Bunnyhascovidnoteggs · 28/03/2023 21:32

My exh had 2 exes with his dc. It was horrific.
Ime your relationship will be way down his list of priorities..
Obviously his dc should be important don't get me wrong...
But they will kept sweet long before you are op.
Best bit of throwing him out was being free of the drama they both seemed to thrive off.

whattodoeek · 28/03/2023 22:08

Thanks all, I really appreciate some insight and experiences of lived experiences. I'm aware that I'm newly single and new to this whole dating era.

I'll dodge this one for now. Last thing I need is drama.

OP posts:
mybeautifuloak · 28/03/2023 22:56

Clymene · 28/03/2023 19:31

He doesn't use contraception
He leaves his children
He hasn't been able to make relationships work with 3 different women, despite there being kids involved.

I'd steer well clear

Not the same as a woman who has children with different dads.

Huh? Why is is not the same as a woman with 3 dc with 3 different dudes?

mybeautifuloak · 28/03/2023 22:58

@HealthyFats It’s different IMO because mums tend not to leave their kids. If a woman did this- three times swanned off leaving the man holding the baby- it would be the same but that’s vanishingly rare.
But you could ask why a woman keeps having dc with men she is not stable with

altmember · 28/03/2023 23:05

It would only be an issue if you were thinking of having any more kids in the future. Since you're not then I don't see the issue. Maybe he's blase with contraception, but that's a joint responsbility, so you will be wanting to be careful there (with any man).

platanenweg · 28/03/2023 23:14

I would see if he refers to any of them as abusive, controlling or 'crazy'. If he has a good relationship with them too and he's paying his way, seeing the children regularly, then there's a small chance I would consider it but you would have to be with him quite some time to find that out, so it's a tough one.

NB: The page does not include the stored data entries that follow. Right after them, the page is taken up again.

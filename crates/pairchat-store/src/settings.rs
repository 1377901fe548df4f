//! Key/value application settings.

use rusqlite::{params, OptionalExtension};

use pairchat_shared::types::ContactId;

use crate::database::Database;
use crate::error::Result;

const CURRENT_SESSION_KEY: &str = "current_session";

impl Database {
    pub fn get_setting(&self, key: &str) -> Result<Option<String>> {
        Ok(self
            .conn()
            .query_row(
                "SELECT value FROM app_settings WHERE key = ?1",
                params![key],
                |row| row.get(0),
            )
            .optional()?)
    }

    pub fn set_setting(&self, key: &str, value: &str) -> Result<()> {
        self.conn().execute(
            "INSERT INTO app_settings (key, value) VALUES (?1, ?2)
             ON CONFLICT(key) DO UPDATE SET value = excluded.value",
            params![key, value],
        )?;
        Ok(())
    }

    pub fn delete_setting(&self, key: &str) -> Result<()> {
        self.conn()
            .execute("DELETE FROM app_settings WHERE key = ?1", params![key])?;
        Ok(())
    }

    /// Contact id of the session the user last opened.
    pub fn get_current_session(&self) -> Result<Option<ContactId>> {
        Ok(self.get_setting(CURRENT_SESSION_KEY)?.map(ContactId))
    }

    pub fn set_current_session(&self, contact_id: &ContactId) -> Result<()> {
        self.set_setting(CURRENT_SESSION_KEY, contact_id.as_str())
    }

    pub fn clear_current_session(&self) -> Result<()> {
        self.delete_setting(CURRENT_SESSION_KEY)
    }
}

#[cfg(test)]
mod tests {
    use super::*;
    use crate::database::test_support::temp_db;

    #[test]
    fn current_session_pointer() {
        let (_dir, db) = temp_db();
        assert!(db.get_current_session().unwrap().is_none());

        db.set_current_session(&ContactId::from("peer-1")).unwrap();
        db.set_current_session(&ContactId::from("peer-2")).unwrap();
        assert_eq!(
            db.get_current_session().unwrap(),
            Some(ContactId::from("peer-2"))
        );

        db.clear_current_session().unwrap();
        assert!(db.get_current_session().unwrap().is_none());
    }
}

Moser85 · 29/03/2023 00:16

mybeautifuloak · 28/03/2023 22:58

@HealthyFats It’s different IMO because mums tend not to leave their kids. If a woman did this- three times swanned off leaving the man holding the baby- it would be the same but that’s vanishingly rare.
But you could ask why a woman keeps having dc with men she is not stable with

Plenty do ask that, and plenty of men would choose not to date women with 3 kids by 3 different dads either.

It's still very different though when it's the man. If I was a man and had a failed relationship and was only seeing my child EOW or so then I would be extremely cautious about bringing more into the world.

EvenMoreFuriousVexation · 29/03/2023 09:10

Said that the 3rd relationship didn't work because she wanted to go out partying all the time.

So he was happy to leave his tiny child with a woman who goes out drinking and/or taking drugs "all the time" but he only has that child the bare minimum of 2 overnights in fortnight? Nahhhhh.

whattodoeek · 29/03/2023 13:19

Funny you say that @EvenMoreFuriousVexation because my STBXH told his first new girlfriend I was completely unhinged and had severe mental health issues...

I had PND exacerbated by his lack of support and infidelities.

When I questioned if that was the case, why did he run out, move away and leave me to care for two young babies and not bother to visit them for weeks on end she was totally stumped and eventually dumped him.

OP posts:
WildAloofRebel · 29/03/2023 13:26

For me it’s a no. I wouldn’t want to deal with 3 extra kids, or have my kids have 3 extra kids in their lives, and that’s regardless how many mums are involved.